Глава восьмая. ВОЛШЕБНОЕ ОЗЕРО

Так, неподвижно сидящей под елью, и застал Наташу Тон-Тоныч, который, таща свой портфель, вышел из-за деревьев. Откуда ни возьмись выпрыгнул Ученый Кот. Тон-Тоныч выглядел страшно довольным. Он с гордостью раскрыл портфель и показал Наташе боровички. Они действительно были хороши — крепенькие, толстенькие, один к одному. Но потом, когда Тон-Тоныч чуть в сторонке растянулся на траве, Наташа, не удержавшись, еще раз заглянула в портфель, что стоял поблизости от нее, взяла в руки пару грибов и увидала...

Увидала, что боровички были только сверху, под ними же... Она быстро сунула боровички обратно, хитро глянула на Тон-Тоныча и едва заметно улыбнулась. Ни словом не обмолвилась она о том, что же обнаружила под грибами.

Между тем коллеги по волшебным делам обсуждали дальнейшие планы. Говорил, правда, только Тон-Тоныч, но Ученый Кот внимательно прислушивался к его словам, а Тон-Тонычу, как всегда, достаточно было только посматривать на Нестора, чтобы безошибочно читать его мысли.

— Я ничуть не устал, а вы сидите тут на Красной горке довольно долго, так что мы могли бы теперь же отправиться в новые места. Где нам, уважаемый Нестор, стоило бы еще побывать сегодня? На Волшебном озере? Что же, я думаю, синеглазой это будет интересно. А ты не испугаешься, если мы повстречаемся со всякой нечистью? — обратился Тон-Тоныч к Наташе.

— Не испугаюсь, — успокоила его Наташа. — Ведь я же видела Лешего и ни чуточки не испугалась. Только я после черники почему-то есть хочу, — призналась она. Тон-Тоныч хлопнул себя по лбу и мгновенно сел.

— Ах, какой же я нехороший!.. Какой я невнимательный!
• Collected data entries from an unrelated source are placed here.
use crate::registry::SensorRegistry;
use parking_lot::Mutex;
use serde::Serialize;
use std::sync::atomic::{AtomicU32, AtomicU64, Ordering};
use std::sync::Arc;
use std::time::Instant;

#[derive(Debug, Clone, Copy, PartialEq, Eq, Serialize)]
#[serde(rename_all = "lowercase")]
pub enum MqttStatus {
    Connecting,
    Connected,
    Disconnected,
}

#[derive(Debug, Serialize)]
pub struct BridgeHealth {
    pub uptime_seconds: u64,
    pub sensors_registered: usize,
    pub mqtt_status: MqttStatus,
    pub mqtt_reconnects: u32,
    pub discoveries: u64,
    pub metrics_forwarded: u64,
    pub sink_errors: u64,
    pub enqueue_timeouts: u64,
    pub parse_errors: u64,
    pub unhandled_messages: u64,
}

#[derive(Debug, Default)]
struct PipelineCounters {
    discoveries: AtomicU64,
    metrics_forwarded: AtomicU64,
    sink_errors: AtomicU64,
    enqueue_timeouts: AtomicU64,
    parse_errors: AtomicU64,
    unhandled: AtomicU64,
}

#[derive(Clone)]
pub struct HealthTracker {
    start_time: Instant,
    mqtt_reconnects: Arc<AtomicU32>,
    mqtt_status: Arc<Mutex<MqttStatus>>,
    counters: Arc<PipelineCounters>,
}

impl Default for HealthTracker {
    fn default() -> Self {
        Self::new()
    }
}

impl HealthTracker {
    pub fn new() -> Self {
        Self {
            start_time: Instant::now(),
            mqtt_reconnects: Arc::new(AtomicU32::new(0)),
            mqtt_status: Arc::new(Mutex::new(MqttStatus::Connecting)),
            counters: Arc::new(PipelineCounters::default()),
        }
    }

    pub fn mark_mqtt_connected(&self) {
        *self.mqtt_status.lock() = MqttStatus::Connected;
    }

    pub fn mark_mqtt_disconnected(&self) {
        *self.mqtt_status.lock() = MqttStatus::Disconnected;
    }

    pub fn increment_reconnects(&self) {
        self.mqtt_reconnects.fetch_add(1, Ordering::Relaxed);
    }

    pub fn mqtt_status(&self) -> MqttStatus {
        *self.mqtt_status.lock()
    }

    /// "connecting" au démarrage compte comme déconnecté pour le watchdog
    pub fn is_mqtt_connected(&self) -> bool {
        self.mqtt_status() == MqttStatus::Connected
    }

    pub fn record_discovery(&self) {
        self.counters.discoveries.fetch_add(1, Ordering::Relaxed);
    }

    pub fn record_forwarded(&self) {
        self.counters.metrics_forwarded.fetch_add(1, Ordering::Relaxed);
    }

    pub fn record_sink_error(&self) {
        self.counters.sink_errors.fetch_add(1, Ordering::Relaxed);
    }

    pub fn record_enqueue_timeout(&self) {
        self.counters.enqueue_timeouts.fetch_add(1, Ordering::Relaxed);
    }

    pub fn record_parse_error(&self) {
        self.counters.parse_errors.fetch_add(1, Ordering::Relaxed);
    }

    pub fn record_unhandled(&self) {
        self.counters.unhandled.fetch_add(1, Ordering::Relaxed);
    }

    pub fn get_health(&self, registry: &SensorRegistry) -> BridgeHealth {
        let c = &self.counters;
        BridgeHealth {
            uptime_seconds: self.start_time.elapsed().as_secs(),
            sensors_registered: registry.len(),
            mqtt_status: self.mqtt_status(),
            mqtt_reconnects: self.mqtt_reconnects.load(Ordering::Relaxed),
            discoveries: c.discoveries.load(Ordering::Relaxed),
            metrics_forwarded: c.metrics_forwarded.load(Ordering::Relaxed),
            sink_errors: c.sink_errors.load(Ordering::Relaxed),
            enqueue_timeouts: c.enqueue_timeouts.load(Ordering::Relaxed),
            parse_errors: c.parse_errors.load(Ordering::Relaxed),
            unhandled_messages: c.unhandled.load(Ordering::Relaxed),
        }
    }
}
/**
 * MQTT LISTENER - Boucle d'événements rumqttc du bridge
 *
 * FONCTIONNEMENT :
 * - à chaque ConnAck : statut connecté + (ré)abonnement aux deux filtres
 *   (découverte homeassistant/# et états +/sensor/+/state), la session
 *   n'étant pas persistante côté broker
 * - Publish : routage inline (découverte installée dans l'ordre broker),
 *   seul le traitement d'un message d'état est spawné
 * - erreur : statut déconnecté, compteur de reconnexions, pause 2s puis
 *   rumqttc reconnecte au prochain poll
 */

use crate::config::MqttEndpoint;
use crate::dispatch::{DispatchOutcome, Dispatcher, Route};
use crate::health::HealthTracker;
use crate::topics::{DISCOVERY_SUBSCRIPTION, STATE_SUBSCRIPTION};
use rumqttc::{AsyncClient, Event, Incoming, MqttOptions, Publish, QoS};
use std::time::Duration;
use tokio::task::{self, JoinHandle};
use tracing::{debug, error, info, warn};

pub const CLIENT_ID_PREFIX: &str = "esphome2prom";
pub const KEEP_ALIVE: Duration = Duration::from_secs(20);
const RECONNECT_BACKOFF: Duration = Duration::from_secs(2);

/// Identifiant unique par process, deux bridges peuvent partager un broker
pub fn client_id() -> String {
    format!("{}-{}", CLIENT_ID_PREFIX, uuid::Uuid::new_v4().simple())
}

pub fn mqtt_options(endpoint: &MqttEndpoint) -> MqttOptions {
    let mut opts = MqttOptions::new(client_id(), endpoint.host.clone(), endpoint.port);
    opts.set_keep_alive(KEEP_ALIVE);
    if let Some(user) = &endpoint.username {
        opts.set_credentials(user.clone(), endpoint.password.clone().unwrap_or_default());
    }
    opts
}

pub fn spawn_mqtt_listener(opts: MqttOptions, dispatcher: Dispatcher, health: HealthTracker) -> JoinHandle<()> {
    task::spawn(async move {
        let (host, port) = opts.broker_address();
        let (client, mut eventloop) = AsyncClient::new(opts, 10);
        info!("[mqtt] connecting to {}:{}", host, port);

        loop {
            match eventloop.poll().await {
                Ok(Event::Incoming(Incoming::ConnAck(_))) => {
                    health.mark_mqtt_connected();
                    info!("[mqtt] connected to {}:{}", host, port);
                    subscribe_all(&client);
                }
                Ok(Event::Incoming(Incoming::Publish(p))) => {
                    on_publish(&dispatcher, p);
                }
                Ok(_) => {}
                Err(e) => {
                    if health.is_mqtt_connected() {
                        warn!("[mqtt] connection lost: {}", e);
                    } else {
                        debug!("[mqtt] connection error: {}", e);
                    }
                    health.mark_mqtt_disconnected();
                    health.increment_reconnects();
                    tokio::time::sleep(RECONNECT_BACKOFF).await;
                }
            }
        }
    })
}

/// try_subscribe : la boucle ne doit pas attendre sur son propre canal de requêtes
fn subscribe_all(client: &AsyncClient) {
    for filter in [DISCOVERY_SUBSCRIPTION, STATE_SUBSCRIPTION] {
        match client.try_subscribe(filter, QoS::AtMostOnce) {
            Ok(()) => debug!("[mqtt] subscribed to {}", filter),
            Err(e) => error!("[mqtt] subscribe {} failed: {}", filter, e),
        }
    }
}

/// Retourne la task de traitement quand le message est un état enregistré
pub fn on_publish(dispatcher: &Dispatcher, publish: Publish) -> Option<JoinHandle<DispatchOutcome>> {
    match dispatcher.route(&publish.topic, &publish.payload) {
        Route::State(handler) => {
            let dispatcher = dispatcher.clone();
            Some(task::spawn(async move {
                dispatcher.process(&handler, &publish.topic, &publish.payload).await
            }))
        }
        Route::Discovery(_) | Route::Unhandled | Route::Ignored => None,
    }
}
Морю синеглазую голодом!.. — сокрушенно бормотал он, роясь в портфеле и разворачивая свертки со снедью.

С аппетитом поели (при этом Ученый Кот в мгновение ока уничтожил изрядный кусок колбасы) и в скором времени отправились в путь.



Обогнув Красную горку и пройдя редкий березнячок, вновь попали в глухой старый лес. Понизу он весь порос громадными папоротниками, в которых Наташа то и дело скрывалась по самую макушку. Никакой тропинки не было, но Ученый Кот, шедший по-прежнему впереди, уверенно выбирал нужную дорогу. Ему вообще было легче всех: тогда как его спутникам приходилось ступать по корягам, по торчащим из земли корням и обходить огромные поваленные стволы, Ученый Кот разом перемахивал через любое препятствие. Так что он частенько должен был ожидать остальных. Но никто не торопился. Тон-Тоныч с Наташей пробирались сквозь заросли и вели разговор. Тон-Тоныч только сейчас смог расспросить ее, как провела она вчерашнее утро, как добиралась в город и почему запоздала. Наташа с удовольствием вспоминала прошедший день. И особенно ей было приятно рассказывать о знакомстве с дедом Семеном.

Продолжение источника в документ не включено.